Мой товарищ, Василий Николаевич Соколов, умирая, просил все ножниц для пострижения; священник Николай Знаменский успел заставить меня постричь себя накануне смерти своей при окончании курса; Костя Счастнев, которому запретили принять монашество родители, был здоровый мякиш, из лучших кандидатов 1894 года; 9-го августа, чрез два месяца по окончании курса, стал он жаловаться на головную боль, а 14-го Богу душу отдал.

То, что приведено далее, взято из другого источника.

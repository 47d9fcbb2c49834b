//! Error taxonomy shared across the crate.
//!
//! Every fallible operation in this crate returns [`Result`]. Variants are
//! grouped by the kind of failure they represent rather than by the module
//! that raised them, mirroring how callers actually want to branch on them
//! (a dependency error and a driver-load error are both "fatal for a
//! subtree", a filesystem error is usually retryable-by-the-user).

use std::fmt;
use std::path::PathBuf;

use thiserror::Error;

/// Crate-wide result alias.
pub type Result<T, E = Error> = std::result::Result<T, E>;

/// A short, human-readable trail of context frames attached to an error as
/// it propagates ("in `<file>` in `<operation>`").
#[derive(Debug, Clone, Default)]
pub struct Context(Vec<String>);

impl Context {
    pub fn push(mut self, frame: impl Into<String>) -> Self {
        self.0.push(frame.into());
        self
    }
}

impl fmt::Display for Context {
    fn fmt(&self, f: &mut fmt::Formatter<'_>) -> fmt::Result {
        for frame in self.0.iter().rev() {
            write!(f, "\n  in {frame}")?;
        }
        Ok(())
    }
}

#[derive(Debug, Error)]
pub enum Error {
    /// Malformed manifest, unknown project type, missing required id.
    /// Blocks the offending project only.
    #[error("config error in project manifest {path}: {message}{context}")]
    Config { path: PathBuf, message: String, context: Context },

    /// Unresolved dependency id or a cyclic dependency edge. Blocks the
    /// affected subtree.
    #[error("dependency error: {message}{context}")]
    Dependency { message: String, context: Context },

    /// A driver plug-in could not be located or its entry point did not
    /// register the interface correctly. Fatal for any project that
    /// requests the driver.
    #[error("driver `{driver}` could not be loaded: {message}")]
    DriverLoad { driver: String, message: String },

    /// Missing source, `exec` returning non-zero, or a target absent after
    /// its action ran. Blocks the project; surfaced via `Project::error`.
    #[error("rule `{rule}` failed for project `{project}`: {message}{context}")]
    RuleExecution { project: String, rule: String, message: String, context: Context },

    /// Unreadable file, `mkdir` failure other than already-exists, or any
    /// other I/O primitive failure.
    #[error("filesystem error at {path}: {source}{context}")]
    Filesystem { path: PathBuf, #[source] source: std::io::Error, context: Context },

    /// Glob/match expression failed to parse or validate.
    #[error("invalid match expression `{expr}`: {message}")]
    Match { expr: String, message: String },

    /// An internal invariant was violated. In debug builds the call site
    /// that detects this should prefer `debug_assert!`; this variant exists
    /// for release builds where the walk must still report a result.
    #[error("internal invariant violated: {0}")]
    Internal(String),
}

impl Error {
    pub fn config(path: impl Into<PathBuf>, message: impl Into<String>) -> Self {
        Self::Config { path: path.into(), message: message.into(), context: Context::default() }
    }

    pub fn dependency(message: impl Into<String>) -> Self {
        Self::Dependency { message: message.into(), context: Context::default() }
    }

    pub fn driver_load(driver: impl Into<String>, message: impl Into<String>) -> Self {
        Self::DriverLoad { driver: driver.into(), message: message.into() }
    }

    pub fn rule_execution(
        project: impl Into<String>,
        rule: impl Into<String>,
        message: impl Into<String>,
    ) -> Self {
        Self::RuleExecution {
            project: project.into(),
            rule: rule.into(),
            message: message.into(),
            context: Context::default(),
        }
    }

    pub fn fs(path: impl Into<PathBuf>, source: std::io::Error) -> Self {
        Self::Filesystem { path: path.into(), source, context: Context::default() }
    }

    pub fn matching(expr: impl Into<String>, message: impl Into<String>) -> Self {
        Self::Match { expr: expr.into(), message: message.into() }
    }

    pub fn internal(message: impl Into<String>) -> Self {
        Self::Internal(message.into())
    }

    /// Append a context frame, building it up as the error is returned
    /// through nested calls.
    pub fn context(self, frame: impl Into<String>) -> Self {
        match self {
            Self::Config { path, message, context } => {
                Self::Config { path, message, context: context.push(frame) }
            }
            Self::Dependency { message, context } => {
                Self::Dependency { message, context: context.push(frame) }
            }
            Self::RuleExecution { project, rule, message, context } => {
                Self::RuleExecution { project, rule, message, context: context.push(frame) }
            }
            Self::Filesystem { path, source, context } => {
                Self::Filesystem { path, source, context: context.push(frame) }
            }
            other => other,
        }
    }
}

/// Extension trait used at call sites to attach context the way the teacher
/// codebase chains `.map_err(|e| SolcError::io(e, path))`.
pub trait ResultExt<T> {
    fn with_context(self, frame: impl FnOnce() -> String) -> Result<T>;
}

impl<T> ResultExt<T> for Result<T> {
    fn with_context(self, frame: impl FnOnce() -> String) -> Result<T> {
        self.map_err(|e| e.context(frame()))
    }
}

Приехал его папаша, Московский дьякон, ко мне в Лавру и метался в бессильных слезах: "если бы я знал! если бы я знал!" восклицал он; также тщетно оплакивали своего сына-студента родители Остроумовы; Андрюша Иванов, первый студент своего курса, которого способности стали особенно быстро и блестяще развиваться на третьем году академической жизни, пожалел улыбавшегося ему мира и перестал было думать о монашестве, а 14 ноября по окончании курсов лежал бездыханным в доме своего отца - крестьянина Тверской губернии; это был юноша с широкою грудью, мощными руками и ногами, никогда не злоупотреблявший здоровьем, а чахотка сумела и его найти.
Если желаете оценить его прекрасные таланты, то найдите в первом или втором выпуске "Трудов студентов Казанской Д. Академии" отрывки из его диссертации: "Православное учение о Царствии Божием против Толстого и Соловьева".

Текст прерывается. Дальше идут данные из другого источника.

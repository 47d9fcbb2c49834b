//! The project manifest: the JSON-shaped file the crawler looks for while
//! walking a directory tree, and its conversion into a [`Project`].

use std::collections::BTreeMap;
use std::path::Path;

use semver::Version;
use serde::{Deserialize, Serialize};
use serde_json::Value;

use crate::attribute::{Attribute, AttributeStore};
use crate::error::{Error, Result};
use crate::project::{Project, ProjectId, ProjectKind};

/// Conventional manifest file name the crawler searches for.
pub const MANIFEST_FILE_NAME: &str = "project.json";

#[derive(Debug, Clone, Deserialize, Serialize)]
pub struct TestSuite {
    pub id: String,
    pub testcases: Vec<String>,
}

#[derive(Debug, Clone, Deserialize, Serialize)]
pub struct Manifest {
    pub id: ProjectId,
    #[serde(rename = "type")]
    pub kind: ProjectKind,
    #[serde(default)]
    pub language: Option<String>,
    #[serde(default)]
    pub version: Option<String>,
    #[serde(default, rename = "use")]
    pub use_: Vec<ProjectId>,
    #[serde(default)]
    pub use_private: Vec<ProjectId>,
    #[serde(default)]
    pub use_build: Vec<ProjectId>,
    #[serde(default)]
    pub recursive: bool,
    #[serde(default)]
    pub value: BTreeMap<String, Value>,
    #[serde(default)]
    pub testsuites: Vec<TestSuite>,
}

impl Manifest {
    /// Parse a manifest from its on-disk JSON form, using
    /// `serde_path_to_error`-style precision is unnecessary here (the
    /// manifest is small and flat); a plain `serde_json::from_str` failure
    /// is wrapped with the offending path.
    pub fn parse(path: &Path, content: &str) -> Result<Self> {
        serde_json::from_str(content).map_err(|e| Error::config(path, e.to_string()))
    }

    /// Validate and parse the optional semver `version` field. A patch
    /// component without a minor component is rejected, per the manifest
    /// contract.
    fn parsed_version(&self, path: &Path) -> Result<Option<Version>> {
        let Some(raw) = &self.version else { return Ok(None) };
        let parts: Vec<&str> = raw.split('.').collect();
        match parts.len() {
            1 => Version::parse(&format!("{raw}.0.0")),
            2 => Version::parse(&format!("{raw}.0")),
            _ => Version::parse(raw),
        }
        .map(Some)
        .map_err(|e| Error::config(path, format!("invalid version `{raw}`: {e}")))
    }

    fn attribute_store(&self) -> AttributeStore {
        let mut store = AttributeStore::new();
        for (name, value) in &self.value {
            store.set(name.clone(), json_to_attribute(value));
        }
        store
    }

    /// Convert this manifest, discovered at `root`, into a [`Project`].
    pub fn into_project(self, root: &Path) -> Result<Project> {
        if self.id.is_empty() {
            return Err(Error::config(root, "manifest is missing a required `id`"));
        }
        let version = self.parsed_version(root)?;
        let mut project = Project::new(self.id.clone(), self.kind, root);
        project.language = self.language.unwrap_or_default();
        project.version = version;
        project.use_public = self.use_;
        project.use_private = self.use_private;
        project.use_build = self.use_build;
        project.recursive = self.recursive;
        project.attributes = self.attribute_store();
        Ok(project)
    }
}

fn json_to_attribute(value: &Value) -> Attribute {
    match value {
        Value::Bool(b) => Attribute::Bool(*b),
        Value::Number(n) => Attribute::Num(n.as_f64().unwrap_or_default()),
        Value::String(s) => Attribute::Str(s.clone()),
        Value::Array(items) => Attribute::Array(items.iter().map(json_to_attribute).collect()),
        Value::Null => Attribute::Bool(false),
        Value::Object(map) => {
            Attribute::Array(map.values().map(json_to_attribute).collect())
        }
    }
}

Да, молодые друзья! вам много говорят об осторожности при решении посвятить себя Богу в чине иноческом; о том, как трудно в нем устоять, - и хорошо делают.

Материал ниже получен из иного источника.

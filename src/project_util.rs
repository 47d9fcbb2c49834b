//! Fixture builders for integration tests: construct temporary project
//! trees without every test hand-rolling `tempfile`/`fs::write`
//! boilerplate. Gated behind the `project-util` feature, the way the
//! teacher ships a companion `project_util` crate for its own `tests/
//! project.rs`/`tests/mocked.rs` suites.

use std::fs;
use std::path::{Path, PathBuf};

use tempfile::TempDir;

use crate::error::{Error, Result};
use crate::manifest::MANIFEST_FILE_NAME;

/// A directory tree rooted in a [`tempfile::TempDir`], torn down on drop.
pub struct TempTree {
    dir: TempDir,
}

impl TempTree {
    pub fn new() -> Result<Self> {
        let dir = tempfile::tempdir().map_err(|e| Error::fs(std::env::temp_dir(), e))?;
        Ok(Self { dir })
    }

    pub fn root(&self) -> &Path {
        self.dir.path()
    }

    /// Write `content` to `relative`, creating parent directories as needed.
    pub fn write(&self, relative: impl AsRef<Path>, content: impl AsRef<[u8]>) -> Result<PathBuf> {
        let path = self.dir.path().join(relative.as_ref());
        if let Some(parent) = path.parent() {
            fs::create_dir_all(parent).map_err(|e| Error::fs(parent, e))?;
        }
        fs::write(&path, content).map_err(|e| Error::fs(&path, e))?;
        Ok(path)
    }

    /// Write a `project.json` manifest under `relative` (conventionally a
    /// project's own directory, possibly the tree root itself).
    pub fn manifest(&self, relative: impl AsRef<Path>, json: &str) -> Result<PathBuf> {
        self.write(relative.as_ref().join(MANIFEST_FILE_NAME), json)
    }

    /// Recursively copy `src` (a directory on disk, e.g. a checked-in
    /// fixture) into `relative` inside this tree.
    pub fn copy_from(&self, relative: impl AsRef<Path>, src: impl AsRef<Path>) -> Result<PathBuf> {
        let dest = self.dir.path().join(relative.as_ref());
        fs::create_dir_all(&dest).map_err(|e| Error::fs(&dest, e))?;
        let options = fs_extra::dir::CopyOptions::new().content_only(true);
        fs_extra::dir::copy(src.as_ref(), &dest, &options)
            .map_err(|e| Error::internal(format!("failed to copy fixture into tree: {e}")))?;
        Ok(dest)
    }
}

Но подумайте еще крепче об осторожности в том, чтобы оставлять принятое однажды святое намерение. Страшно прогневить Бога слабою жизнью в монашестве, но не менее страшно уйти от Его призвания, как Иона. "Скучные песни земли" никогда не заменяли "звуков небес" для души возвышенной и боголюбивой. Душа грешная и чувственная может постепенно одухотвориться, проходя подвиги благочестия; может и оземлениться душа, приносившая в жертву Богу чистые порывы юности: но первое положение легче переносится, чем второе. Только ничего не знающие, или совершенно изолгавшиеся люди могут обвинять студента, желающего быть монахом, в честолюбии: обвинение это - клевета. Такая решимость у молодого и здорового юноши бывает всегда плодом самоотверженной Божественной ревности, а если некоторые из таких и делаются честолюбцами, то впоследствии, под влиянием плохих примеров.. Лучшие Святители наши пострижены в юности, начиная от Димитрия Ростовского, бывшего иноком в 17 лет, продолжая семью последними Киевскими Митрополитами и кончая теми иноками, которым суждено будет воскликнуть в день он: "благословен грядый во имя Господне" Мф.23.